Comments, Questions, and Discussion
Below is an OSSAL template. To generate your own license, change the values of <AUTHOR>, <RELEASE>, <SOFTWARE>, and <YEARS> from their original values as given here, and substitute your own.
<AUTHOR> = The Regents of the University of California. (ex: "The Regents of the University of California.", "PostgreSQL Global Development Group", "Joe Schmoe")
<RELEASE> = FreeBSD 5.3 (ex: "FreeBSD 5.3", "PostgreSQL 7.4")
<SOFTWARE> = FreeBSD (ex: "FreeBSD", "PostgreSQL", "Apache webserver")
<YEARS> = 2003 (ex: "2003", "2001, 2002, 2003", "2001-2003", "2000-2002,2004")

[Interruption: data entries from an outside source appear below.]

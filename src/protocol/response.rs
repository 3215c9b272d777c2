// Device response dispatch
//
// Every inbound packet is turned into one DeviceResponse variant by an
// exhaustive match over the logical command, so a new command cannot be
// added without deciding how its response is parsed.

use serde::{Deserialize, Serialize};

use crate::error::ProtocolError;

use super::command::{CommandKind, WireCommand};
use super::packet::Packet;
use super::payload::{self, LineMode, RawMeasurement, TargetEmf, UnitStatus};

/// Parsed device response
#[derive(Debug, Clone, PartialEq, Serialize, Deserialize)]
#[serde(tag = "type", rename_all = "snake_case")]
pub enum DeviceResponse {
    /// Empty-payload acknowledgement of a command
    Ack { command: CommandKind },
    /// One streamed measurement sample
    Measurement(RawMeasurement),
    /// Frequency the device switched to
    FrequencyConfirmed { hz: u32 },
    /// Gain the device applied
    GainConfirmed { gain: f64 },
    /// Device status byte
    Status { code: u8 },
    /// Firmware version string
    Version { version: String },
    /// Enable flag echoed by CALIBRATE or AUTOBALANCE
    Flag { command: CommandKind, enabled: bool },
    /// Target depth/signal pair
    Target(TargetEmf),
    /// Unit status report
    Unit(UnitStatus),
    /// Line scan configuration
    Line(LineMode),
}

impl DeviceResponse {
    pub fn from_packet<C: WireCommand>(packet: &Packet<C>) -> Result<Self, ProtocolError> {
        let data = packet.payload();
        let kind = packet.command().kind();

        if data.is_empty() {
            return Ok(DeviceResponse::Ack { command: kind });
        }

        match kind {
            CommandKind::StartMeasurement => {
                RawMeasurement::decode(data).map(DeviceResponse::Measurement)
            }
            CommandKind::StopMeasurement => Err(ProtocolError::MalformedPayload {
                command: kind.name(),
                reason: format!("unexpected {} byte payload", data.len()),
            }),
            CommandKind::SetFrequency => Ok(DeviceResponse::FrequencyConfirmed {
                hz: payload::decode_frequency(data, C::FREQUENCY_ORDER)?,
            }),
            CommandKind::SetGain => Ok(DeviceResponse::GainConfirmed {
                gain: payload::decode_gain(data)?,
            }),
            CommandKind::GetStatus => Ok(DeviceResponse::Status { code: data[0] }),
            CommandKind::GetVersion => {
                if !data.is_ascii() {
                    return Err(ProtocolError::MalformedPayload {
                        command: kind.name(),
                        reason: "version string is not ASCII".to_string(),
                    });
                }
                Ok(DeviceResponse::Version {
                    version: String::from_utf8_lossy(data).trim_end_matches('\0').to_string(),
                })
            }
            CommandKind::Calibrate | CommandKind::Autobalance => Ok(DeviceResponse::Flag {
                command: kind,
                enabled: payload::decode_flag(kind.name(), data)?,
            }),
            CommandKind::TarEmf => TargetEmf::decode(data).map(DeviceResponse::Target),
            CommandKind::UtEmf => UnitStatus::decode(data).map(DeviceResponse::Unit),
            CommandKind::LineMode => LineMode::decode(data).map(DeviceResponse::Line),
        }
    }
}

#[cfg(test)]
mod tests {
    use super::*;
    use crate::protocol::command::{BleCommand, ProtocolVariant, SerialCommand};
    use crate::protocol::packet::encode;

    #[test]
    fn test_measurement_frame() {
        let raw = RawMeasurement {
            frequency: 22_600.0,
            magnitude: 300.0,
            phase: 0.1,
            temperature: 30.0,
        };
        let frame = encode(SerialCommand::StartMeasurement, &raw.encode()).unwrap();

        let response = ProtocolVariant::Serial.decode_response(&frame).unwrap();
        assert_eq!(response, DeviceResponse::Measurement(raw));
    }

    #[test]
    fn test_empty_payload_is_ack() {
        let frame = encode(BleCommand::StopMeasurement, &[]).unwrap();
        let response = ProtocolVariant::Ble.decode_response(&frame).unwrap();
        assert_eq!(
            response,
            DeviceResponse::Ack {
                command: CommandKind::StopMeasurement
            }
        );
    }

    #[test]
    fn test_version_string_trims_padding() {
        let frame = encode(SerialCommand::GetVersion, b"FW 2.14\0\0").unwrap();
        let response = ProtocolVariant::Serial.decode_response(&frame).unwrap();
        assert_eq!(
            response,
            DeviceResponse::Version {
                version: "FW 2.14".to_string()
            }
        );
    }

    #[test]
    fn test_status_and_flags() {
        let frame = encode(SerialCommand::GetStatus, &[0x03]).unwrap();
        assert_eq!(
            ProtocolVariant::Serial.decode_response(&frame).unwrap(),
            DeviceResponse::Status { code: 3 }
        );

        let frame = encode(BleCommand::Calibrate, &[0x01]).unwrap();
        assert_eq!(
            ProtocolVariant::Ble.decode_response(&frame).unwrap(),
            DeviceResponse::Flag {
                command: CommandKind::Calibrate,
                enabled: true
            }
        );
    }

    #[test]
    fn test_truncated_measurement_is_malformed() {
        let frame = encode(SerialCommand::StartMeasurement, &[0u8; 24]).unwrap();
        assert!(matches!(
            ProtocolVariant::Serial.decode_response(&frame),
            Err(ProtocolError::MalformedPayload { .. })
        ));
    }

    #[test]
    fn test_frequency_confirmation_uses_variant_byte_order() {
        let frame = encode(BleCommand::SetFrequency, &45_000u32.to_be_bytes()).unwrap();
        assert_eq!(
            ProtocolVariant::Ble.decode_response(&frame).unwrap(),
            DeviceResponse::FrequencyConfirmed { hz: 45_000 }
        );
    }
}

Here is the license template:
All of the documentation and software included in the <RELEASE> and <SOFTWARE> Releases is copyrighted by <AUTHOR>. Copyright <YEARS> <AUTHOR>. All rights reserved. Redistribution and use in source and binary forms, with or without modification, are permitted provided that the following conditions are met: 1. Redistributions of source code must retain the above copyright notice, this list of conditions and the following disclaimer. 2. Redistributions in binary form must reproduce the above copyright notice, this list of conditions and the following disclaimer in the documentation and/or other materials provided with the distribution. 3. All advertising materials mentioning features or use of this software should, in good faith, display the following acknowledgment: This product includes software developed by the <AUTHOR> and its contributors. 4. Redistributions of source code must not be used in conjunction with any software license that requires disclosure of source code (ex: the GNU Public License, hereafter known as the GPL). 5. Redistributions of source code in any non-textual form (i.e. binary or object form, etc.) must not be linked to software that is released with a license that requires disclosure of source code (ex: the GPL). 6. Redistributions of source code must be licensed under more than one license and must not have the terms of the OSSAL removed. THIS SOFTWARE IS PROVIDED BY <AUTHOR> AND CONTRIBUTORS ``AS IS'' AND ANY EXPRESS OR IMPLIED WARRANTIES, INCLUDING, BUT NOT LIMITED TO, THE IMPLIED WARRANTIES OF MERCHANTABILITY AND FITNESS FOR A PARTICULAR PURPOSE ARE DISCLAIMED. IN NO EVENT SHALL <AUTHOR> OR CONTRIBUTORS BE LIABLE FOR ANY DIRECT, INDIRECT, INCIDENTAL, SPECIAL, EXEMPLARY, OR CONSEQUENTIAL DAMAGES (INCLUDING, BUT NOT LIMITED TO, PROCUREMENT OF SUBSTITUTE GOODS OR SERVICES; LOSS OF USE, DATA, OR PROFITS; OR BUSINESS INTERRUPTION) HOWEVER CAUSED AND ON ANY THEORY OF LIABILITY, WHETHER IN CONTRACT, STRICT LIABILITY, OR TORT (INCLUDING NEGLIGENCE OR OTHERWISE) ARISING IN ANY WAY OUT OF THE USE OF THIS SOFTWARE, EVEN IF ADVISED OF THE POSSIBILITY OF SUCH DAMAGE.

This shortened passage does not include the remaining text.